§ Your objective
Scan the data. Collect each line that contains the word "RawFramebufferId".

[Dataset entries]
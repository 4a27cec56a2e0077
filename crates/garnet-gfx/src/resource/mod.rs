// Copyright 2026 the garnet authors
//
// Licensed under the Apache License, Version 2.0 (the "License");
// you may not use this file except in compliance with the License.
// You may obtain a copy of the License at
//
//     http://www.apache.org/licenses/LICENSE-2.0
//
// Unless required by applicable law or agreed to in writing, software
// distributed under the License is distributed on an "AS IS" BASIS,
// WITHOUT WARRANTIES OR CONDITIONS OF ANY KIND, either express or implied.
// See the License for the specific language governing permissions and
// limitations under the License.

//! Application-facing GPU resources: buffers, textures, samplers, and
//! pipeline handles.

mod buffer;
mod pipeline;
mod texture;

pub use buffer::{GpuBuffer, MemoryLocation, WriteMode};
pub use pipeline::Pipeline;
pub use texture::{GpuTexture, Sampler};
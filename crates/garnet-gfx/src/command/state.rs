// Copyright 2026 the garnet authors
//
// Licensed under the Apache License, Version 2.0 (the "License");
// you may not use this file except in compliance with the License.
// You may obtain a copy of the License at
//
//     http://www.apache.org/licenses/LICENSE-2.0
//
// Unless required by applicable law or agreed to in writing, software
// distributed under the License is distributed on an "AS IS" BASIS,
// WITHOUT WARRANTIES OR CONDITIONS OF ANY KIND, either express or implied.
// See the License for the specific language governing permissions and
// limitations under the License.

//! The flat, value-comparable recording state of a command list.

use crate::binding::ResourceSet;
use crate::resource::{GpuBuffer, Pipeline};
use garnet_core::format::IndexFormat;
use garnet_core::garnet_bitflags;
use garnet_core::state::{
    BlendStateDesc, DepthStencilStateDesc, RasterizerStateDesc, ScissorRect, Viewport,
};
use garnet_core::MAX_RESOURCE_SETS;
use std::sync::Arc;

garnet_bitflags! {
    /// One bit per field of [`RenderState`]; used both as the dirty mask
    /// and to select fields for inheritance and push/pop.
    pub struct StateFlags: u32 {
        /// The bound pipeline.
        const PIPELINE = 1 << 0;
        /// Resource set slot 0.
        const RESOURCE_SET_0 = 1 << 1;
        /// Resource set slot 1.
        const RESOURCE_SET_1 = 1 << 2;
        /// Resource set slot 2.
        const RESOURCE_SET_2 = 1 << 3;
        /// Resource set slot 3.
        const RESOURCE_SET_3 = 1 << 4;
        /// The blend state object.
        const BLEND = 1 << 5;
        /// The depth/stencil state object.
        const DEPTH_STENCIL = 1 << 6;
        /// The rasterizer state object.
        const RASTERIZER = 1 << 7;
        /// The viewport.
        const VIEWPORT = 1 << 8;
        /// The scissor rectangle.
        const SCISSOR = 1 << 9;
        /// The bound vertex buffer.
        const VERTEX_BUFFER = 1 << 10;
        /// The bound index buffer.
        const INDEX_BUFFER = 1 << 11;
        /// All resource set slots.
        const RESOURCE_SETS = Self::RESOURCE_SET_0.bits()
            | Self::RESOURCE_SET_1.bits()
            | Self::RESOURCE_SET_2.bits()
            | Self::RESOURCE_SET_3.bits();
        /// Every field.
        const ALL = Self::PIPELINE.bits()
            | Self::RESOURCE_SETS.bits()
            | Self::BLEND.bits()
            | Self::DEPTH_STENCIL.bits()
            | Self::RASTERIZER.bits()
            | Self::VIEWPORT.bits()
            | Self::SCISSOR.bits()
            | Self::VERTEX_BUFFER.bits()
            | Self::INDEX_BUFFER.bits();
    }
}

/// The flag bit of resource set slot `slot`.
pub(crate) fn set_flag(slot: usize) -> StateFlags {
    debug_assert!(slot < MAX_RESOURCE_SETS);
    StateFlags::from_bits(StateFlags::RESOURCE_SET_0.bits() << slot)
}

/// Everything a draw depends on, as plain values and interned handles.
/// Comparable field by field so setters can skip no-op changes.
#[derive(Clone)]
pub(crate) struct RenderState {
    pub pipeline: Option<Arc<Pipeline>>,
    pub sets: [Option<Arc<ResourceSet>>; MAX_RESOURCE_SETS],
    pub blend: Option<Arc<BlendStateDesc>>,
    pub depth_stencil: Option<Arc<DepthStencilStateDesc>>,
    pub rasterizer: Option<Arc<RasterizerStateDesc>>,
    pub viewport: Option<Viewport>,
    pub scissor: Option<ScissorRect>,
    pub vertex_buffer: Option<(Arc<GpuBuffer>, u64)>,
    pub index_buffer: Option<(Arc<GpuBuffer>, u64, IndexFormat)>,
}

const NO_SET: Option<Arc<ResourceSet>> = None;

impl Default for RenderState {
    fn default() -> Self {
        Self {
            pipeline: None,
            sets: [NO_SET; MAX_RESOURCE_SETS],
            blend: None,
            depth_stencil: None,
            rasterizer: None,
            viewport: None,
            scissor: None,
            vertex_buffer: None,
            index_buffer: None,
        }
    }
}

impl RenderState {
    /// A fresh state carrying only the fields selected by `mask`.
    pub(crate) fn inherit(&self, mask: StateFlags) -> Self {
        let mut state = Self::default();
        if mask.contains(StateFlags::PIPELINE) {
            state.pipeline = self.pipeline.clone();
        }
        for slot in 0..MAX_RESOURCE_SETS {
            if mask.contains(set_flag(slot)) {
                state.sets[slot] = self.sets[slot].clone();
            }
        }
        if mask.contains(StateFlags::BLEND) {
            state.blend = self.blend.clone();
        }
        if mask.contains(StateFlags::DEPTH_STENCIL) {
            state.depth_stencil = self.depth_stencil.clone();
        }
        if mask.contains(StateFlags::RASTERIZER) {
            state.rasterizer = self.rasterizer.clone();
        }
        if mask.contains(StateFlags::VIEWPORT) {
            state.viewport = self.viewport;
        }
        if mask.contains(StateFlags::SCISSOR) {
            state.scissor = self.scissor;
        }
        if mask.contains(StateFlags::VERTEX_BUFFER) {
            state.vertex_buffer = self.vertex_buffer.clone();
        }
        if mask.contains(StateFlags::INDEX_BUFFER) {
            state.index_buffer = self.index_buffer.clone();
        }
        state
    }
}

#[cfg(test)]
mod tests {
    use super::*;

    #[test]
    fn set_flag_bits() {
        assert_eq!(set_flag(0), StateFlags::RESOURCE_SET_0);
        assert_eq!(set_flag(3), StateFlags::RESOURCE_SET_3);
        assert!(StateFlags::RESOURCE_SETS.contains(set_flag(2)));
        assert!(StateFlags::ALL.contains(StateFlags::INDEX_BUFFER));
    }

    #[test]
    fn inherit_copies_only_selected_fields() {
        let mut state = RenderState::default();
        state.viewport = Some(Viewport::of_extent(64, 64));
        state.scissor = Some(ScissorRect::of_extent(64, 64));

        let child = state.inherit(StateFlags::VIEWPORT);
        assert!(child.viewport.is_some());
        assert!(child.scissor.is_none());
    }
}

==

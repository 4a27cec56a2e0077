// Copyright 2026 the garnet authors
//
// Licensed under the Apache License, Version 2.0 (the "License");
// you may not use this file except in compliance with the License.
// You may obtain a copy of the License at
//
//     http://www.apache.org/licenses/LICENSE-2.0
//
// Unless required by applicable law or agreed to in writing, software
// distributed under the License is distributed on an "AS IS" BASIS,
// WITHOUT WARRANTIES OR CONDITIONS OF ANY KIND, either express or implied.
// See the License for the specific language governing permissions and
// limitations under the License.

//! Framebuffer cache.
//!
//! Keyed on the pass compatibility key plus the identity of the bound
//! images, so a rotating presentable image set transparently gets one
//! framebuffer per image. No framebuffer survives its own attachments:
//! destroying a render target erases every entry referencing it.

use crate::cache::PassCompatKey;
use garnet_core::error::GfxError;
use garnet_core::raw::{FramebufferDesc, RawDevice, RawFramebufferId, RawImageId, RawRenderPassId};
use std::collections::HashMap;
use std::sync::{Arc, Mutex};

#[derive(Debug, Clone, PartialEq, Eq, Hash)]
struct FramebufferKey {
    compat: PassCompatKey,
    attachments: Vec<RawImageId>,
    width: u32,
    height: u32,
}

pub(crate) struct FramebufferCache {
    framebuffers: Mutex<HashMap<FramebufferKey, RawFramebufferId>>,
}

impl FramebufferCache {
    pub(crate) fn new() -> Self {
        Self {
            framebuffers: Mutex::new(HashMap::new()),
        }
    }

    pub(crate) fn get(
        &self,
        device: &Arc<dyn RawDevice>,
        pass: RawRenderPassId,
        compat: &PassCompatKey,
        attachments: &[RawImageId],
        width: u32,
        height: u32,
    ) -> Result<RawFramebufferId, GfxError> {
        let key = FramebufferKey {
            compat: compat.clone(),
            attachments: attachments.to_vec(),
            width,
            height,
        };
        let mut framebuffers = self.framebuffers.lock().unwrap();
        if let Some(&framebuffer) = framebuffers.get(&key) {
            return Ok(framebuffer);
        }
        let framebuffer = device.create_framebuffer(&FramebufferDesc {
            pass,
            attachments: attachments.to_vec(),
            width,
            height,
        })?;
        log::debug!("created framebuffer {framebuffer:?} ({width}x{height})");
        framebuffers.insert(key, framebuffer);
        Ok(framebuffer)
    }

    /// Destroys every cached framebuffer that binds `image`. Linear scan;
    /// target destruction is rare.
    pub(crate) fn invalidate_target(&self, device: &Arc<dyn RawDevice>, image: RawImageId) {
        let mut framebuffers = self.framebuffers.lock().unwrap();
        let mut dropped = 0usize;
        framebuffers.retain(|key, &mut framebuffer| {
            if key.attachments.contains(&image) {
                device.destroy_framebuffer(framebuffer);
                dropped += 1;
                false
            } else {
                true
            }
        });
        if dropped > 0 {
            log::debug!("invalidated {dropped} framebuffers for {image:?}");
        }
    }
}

§ Solution below
use garnet_core::raw::{FramebufferDesc, RawDevice, RawFramebufferId, RawImageId, RawRenderPassId};
    framebuffers: Mutex<HashMap<FramebufferKey, RawFramebufferId>>,
    ) -> Result<RawFramebufferId, GfxError> {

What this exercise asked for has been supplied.